WTW Survey Shows Business Insurance Costs Falling to 2020 Levels Faster Than Expected

WTW Survey Shows Business Insurance Costs Falling to 2020 Levels Faster Than Expected

2026-05-06 economy

London, Wednesday, 6 May 2026.
A new WTW survey reveals business insurance rates are dropping faster than anticipated, returning to 2020 levels and offering corporate managers a highly favorable environment to optimize risk budgets.

A Rapid Reversal from Peak Pricing

The global specialty insurance landscape is undergoing a substantial recalibration in early 2026. According to the Specialty Insurance Marketplace Survey (SIMS) released on May 6, 2026, by global advisory firm WTW, market rates have experienced a sharp contraction, unwinding years of consecutive gains [1][2]. The survey, which aggregates data from approximately $250 billion in gross written premiums over a ten-year cycle—including $45 billion specifically from 2025—indicates that pricing has effectively returned to 2020 levels [1][2]. During the January 1, 2026 renewal period, the insurance rate index registered a 10-point decline [1][2]. This marks a definitive end to the hard market cycle that saw an approximate 45% cumulative rate increase between 2017 and its peak in 2023 [1][2]. Over the past two years, roughly half of those cumulative gains have been eroded [1][2].

While the overarching narrative points to broad relief for corporate insurance buyers, the rate environment remains deeply fragmented across specific sectors. Property and Energy lines are currently experiencing the most pronounced rate decreases, closely followed by Marine, Financial Institutions, and Professional Liability [1][2]. However, not all risk categories are benefiting from this downward trajectory. The general liability and medical malpractice markets are behaving counter-cyclically, with rates continuing to firm due to mounting concerns over social inflation and the rising prevalence of litigation funding [1].

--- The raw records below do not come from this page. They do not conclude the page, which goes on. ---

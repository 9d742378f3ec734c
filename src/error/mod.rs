use thiserror::Error;

/// Problems with the inputs of a simulation, detected before any integration takes place.
#[derive(Error, Debug, Clone, PartialEq)]
pub enum ConfigurationError {
    #[error("Missing parameter: {name}")]
    MissingParameter { name: String },
    #[error("Invalid parameter: {name} = {value} ({reason})")]
    InvalidParameter {
        name: String,
        value: f64,
        reason: String,
    },
    #[error("Missing covariate: {name}")]
    MissingCovariate { name: String },
    #[error("Invalid covariate: {name} = {value}")]
    InvalidCovariate { name: String, value: f64 },
    #[error("Invalid dosing event at t = {time}: {reason}")]
    InvalidDose { time: f64, reason: String },
    #[error("Invalid settings: {reason}")]
    InvalidSettings { reason: String },
    #[error("Invalid initial state: {reason}")]
    InvalidInitialState { reason: String },
    #[error("Uniform draw must lie in [0, 1], got {value}")]
    InvalidDraw { value: f64 },
}

#[derive(Error, Debug)]
pub enum SimulationError {
    #[error(transparent)]
    Configuration(#[from] ConfigurationError),

    /// The evaluator hit a mathematically undefined operation
    #[error("Undefined operation at t = {time}: {reason}")]
    Domain { time: f64, reason: String },

    /// A mass compartment went negative beyond the configured tolerance
    #[error("Invalid state at t = {time}: compartment {compartment} holds {amount}")]
    InvalidState {
        time: f64,
        compartment: String,
        amount: f64,
    },

    /// Step-size control gave up; `time` is the last time reached with a valid state
    #[error("Integration diverged at t = {time} (step size {step:e}): {reason}")]
    IntegrationDiverged { time: f64, step: f64, reason: String },

    #[error("Subject {id} was not simulated: the batch was cancelled")]
    Cancelled { id: String },

    #[error("Root finding failed: {0}")]
    RootFinding(String),

    #[error(transparent)]
    Io(#[from] std::io::Error),
    #[error(transparent)]
    Csv(#[from] csv::Error),
    #[error(transparent)]
    Json(#[from] serde_json::Error),
}

impl SimulationError {
    /// Short, stable label used when summarizing failures of a batch
    pub fn kind(&self) -> &'static str {
        match self {
            SimulationError::Configuration(_) => "configuration",
            SimulationError::Domain { .. } => "domain",
            SimulationError::InvalidState { .. } => "invalid_state",
            SimulationError::IntegrationDiverged { .. } => "integration_diverged",
            SimulationError::Cancelled { .. } => "cancelled",
            SimulationError::RootFinding(_) => "root_finding",
            SimulationError::Io(_) | SimulationError::Csv(_) | SimulationError::Json(_) => "io",
        }
    }

    pub(crate) fn invalid_settings(reason: impl Into<String>) -> Self {
        ConfigurationError::InvalidSettings {
            reason: reason.into(),
        }
        .into()
    }
}

/// Recover our own error from the type-erased error returned by `argmin`.
impl From<anyhow::Error> for SimulationError {
    fn from(err: anyhow::Error) -> Self {
        match err.downcast::<SimulationError>() {
            Ok(inner) => inner,
            Err(other) => SimulationError::RootFinding(other.to_string()),
        }
    }
}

Broader Economic Implications for Brokerages

The softening commercial property and casualty rate environment is also rippling through the financial performance of major global brokerages [4]. While lower premiums directly benefit corporate clients by freeing up capital, they can simultaneously compress the commission revenues earned by brokers. In the first quarter of 2026, WTW reported an 8% year-over-year increase in overall revenue to $2.41 billion, alongside a net income of $303 million [4]. However, the firm’s organic growth stood at just 3%, placing it at the bottom of its peer group compared to competitors like Aon and Arthur J. Gallagher, which both posted 5% organic growth, and Marsh at 4% [4].